At a news conference in which Boyle didn't allow his client to discuss what happened at the party because of the threat of a civil lawsuit, Chmura broke down crying.

"This has opened my eyes up to a lot of things," Chmura said. "And like I said, I disappointed a lot of people. And for that I am truly sorry."

Chmura said he would celebrate his acquittal by going to Disney World - no kidding - and that he plans to resume his pro football career.

"I'm ready to get back to work," he said. "I plan on suiting up for someone next year."

Chmura's agent, Eric Mtz, said several teams have inquired about Chmura, who was cut by the Packers after he was charged and replaced by first-round draft pick Bubba Franks.

"I'm a free agent right now and there's 30 teams out there. And as far as I know, the Green Bay Packers are one of those 30 teams," Chmura said.

The Packers cited a salary cap crunch when the jettisoned Chmura, 31, a three-time Pro Bowl tight end. After his acquittal, the only response from the team was a terse statement from president Bob Harlan that read: "We're just glad that it's over."

Chmura said his neck injury that put his career in jeopardy in 1999 is no longer an issue and that two doctors have given him medical clearance to play.

Boyle said Brett Favre and other former teammates wanted to attend the trial but he advised against that because "I didn't want any public perception that we needed those people to bring justice."

Breidenstein said the accuser's inconsistent testimony and surly demeanor on the stand also helped them acquit Chmura.

The deciding factor was the testimony of two teens, Michael Kleber and Val Buscemi, Breidenstein and the 59-year-old juror said.

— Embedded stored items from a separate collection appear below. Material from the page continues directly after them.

//! Command-line and environment configuration
//!
//! Every setting is a flag with an environment fallback and a default.
//! `.env` is loaded before parsing, so it feeds the same fallbacks.

use std::net::{IpAddr, Ipv4Addr, SocketAddr};
use std::time::Duration;

use clap::Args;
use itemsvc_server::{DbConfig, RetryPolicy, ServerConfig};

/// Database connection and startup retry settings
#[derive(Args, Debug, Clone)]
pub struct DbArgs {
    /// Database host
    #[arg(long, env = "DB_HOST", default_value = "localhost")]
    pub db_host: String,

    /// Database port
    #[arg(long, env = "DB_PORT", default_value_t = 3306)]
    pub db_port: u16,

    /// Database user
    #[arg(long, env = "DB_USER", default_value = "root")]
    pub db_user: String,

    /// Database password
    #[arg(long, env = "DB_PASSWORD", default_value = "", hide_env_values = true, hide_default_value = true)]
    pub db_password: String,

    /// Database (schema) name
    #[arg(long, env = "DB_NAME", default_value = "appdb")]
    pub db_name: String,

    /// Maximum pooled connections
    #[arg(long, env = "DB_POOL_SIZE", default_value_t = 10)]
    pub pool_size: u32,

    /// Seconds a query waits for a free pooled connection
    #[arg(long, env = "DB_ACQUIRE_TIMEOUT_SECS", default_value_t = 30)]
    pub acquire_timeout_secs: u64,

    /// Connection attempts before startup gives up
    #[arg(long, env = "DB_CONNECT_RETRIES", default_value_t = 15)]
    pub connect_retries: u32,

    /// Milliseconds to wait between connection attempts
    #[arg(long, env = "DB_RETRY_DELAY_MS", default_value_t = 5000)]
    pub retry_delay_ms: u64,
}

impl DbArgs {
    pub fn db_config(&self) -> DbConfig {
        DbConfig {
            host: self.db_host.clone(),
            port: self.db_port,
            user: self.db_user.clone(),
            password: self.db_password.clone(),
            database: self.db_name.clone(),
            max_connections: self.pool_size,
            acquire_timeout: Duration::from_secs(self.acquire_timeout_secs),
        }
    }

    pub fn retry_policy(&self) -> RetryPolicy {
        RetryPolicy::new(
            self.connect_retries,
            Duration::from_millis(self.retry_delay_ms),
        )
    }
}

/// Listener settings
#[derive(Args, Debug, Clone)]
pub struct ListenArgs {
    /// Interface to bind the HTTP listener to
    #[arg(long, env = "HOST", default_value_t = IpAddr::V4(Ipv4Addr::UNSPECIFIED))]
    pub host: IpAddr,

    /// Port to bind the HTTP listener to
    #[arg(long, short = 'p', env = "PORT", default_value_t = 5000)]
    pub port: u16,
}

impl ListenArgs {
    pub fn server_config(&self) -> ServerConfig {
        ServerConfig {
            bind_addr: SocketAddr::new(self.host, self.port),
        }
    }
}

#[cfg(test)]
mod tests {
    use super::*;
    use clap::Parser;

    #[derive(Parser)]
    struct TestCli {
        #[command(flatten)]
        listen: ListenArgs,
        #[command(flatten)]
        db: DbArgs,
    }

    #[test]
    fn flags_map_onto_library_config() {
        let cli = TestCli::parse_from([
            "itemsvc",
            "--port",
            "8081",
            "--db-host",
            "mysql",
            "--db-password",
            "pw",
            "--pool-size",
            "4",
            "--connect-retries",
            "3",
            "--retry-delay-ms",
            "250",
        ]);

        assert_eq!(cli.listen.server_config().bind_addr.port(), 8081);

        let db = cli.db.db_config();
        assert_eq!(db.host, "mysql");
        assert_eq!(db.password, "pw");
        assert_eq!(db.max_connections, 4);

        let retry = cli.db.retry_policy();
        assert_eq!(retry.max_attempts, 3);
        assert_eq!(retry.delay, Duration::from_millis(250));
    }
}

Kleber testified that he warned the accuser not to enter the bathroom and that she turned to him, smiled and went in anyway. Buscemi said Chmura's accuser told her she been inappropriately touched by Chmura in a hot tub before the alleged sexual assault in the bathroom.

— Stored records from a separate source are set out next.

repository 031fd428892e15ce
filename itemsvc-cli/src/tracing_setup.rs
//! Tracing setup for the itemsvc CLI
//!
//! Usage:
//!   itemsvc serve                     # info-level logging
//!   itemsvc --debug serve             # debug logging, with targets
//!   RUST_LOG=itemsvc_server=debug,tower_http=debug itemsvc serve
//!
//! An explicit RUST_LOG always wins over --debug.

use anyhow::{anyhow, Result};
use tracing_subscriber::EnvFilter;

/// Tracing configuration options
#[derive(Debug, Clone, Default)]
pub struct TracingConfig {
    /// Enable debug logging (sets RUST_LOG=debug if not already set)
    pub debug: bool,
}

impl TracingConfig {
    fn default_directive(&self) -> &'static str {
        if self.debug {
            "debug"
        } else {
            "info"
        }
    }
}

/// Initialize console tracing
pub fn init(config: &TracingConfig) -> Result<()> {
    let filter = EnvFilter::try_from_default_env()
        .unwrap_or_else(|_| EnvFilter::new(config.default_directive()));

    tracing_subscriber::fmt()
        .with_env_filter(filter)
        .with_target(config.debug) // Show targets in debug mode
        .compact()
        .try_init()
        .map_err(|err| anyhow!(err))
}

Chmura's accuser denied both accounts by the star defense witnesses.

Breidenstein said that when the jury got the case, a secret straw poll found there were five guilty votes on sexual assault, which carries 10 years in prison. After debate and two more polls, the vote to acquit was unanimous.

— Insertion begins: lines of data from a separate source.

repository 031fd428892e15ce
//! HTTP server layer
//!
//! Axum server with:
//! - CORS (any origin)
//! - Request tracing
//! - Graceful shutdown
//! - JSON error responses

pub mod server;
pub mod error;
pub mod extractors;
pub mod routes;

pub use server::{build_router, run_server, AppState, ServerConfig, ServerError};
pub use error::ApiError;
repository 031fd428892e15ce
//! Route handlers organized by resource

pub mod health;
pub mod items;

After a few bites of pizza, the jury quickly took up count No. 2, child enticement, which none of the jurors realized was by far the more serious of the two charges, carrying 30 years in prison, Breidenstein said.

Two jurors who voted guilty on the first straw poll for that charge changed their votes on the second poll, he said.

Both of the alternate jurors also would have voted to acquit Chmura on both counts, according to one of them, a 51-year-old mechanic from Janesville.

After the verdicts, jurors spent one last night at the hotel where they were sequestered during the 10-day trial.

"We went to the bar and had a couple of drinks," Breidenstein said. "And we all agreed we did the right thing."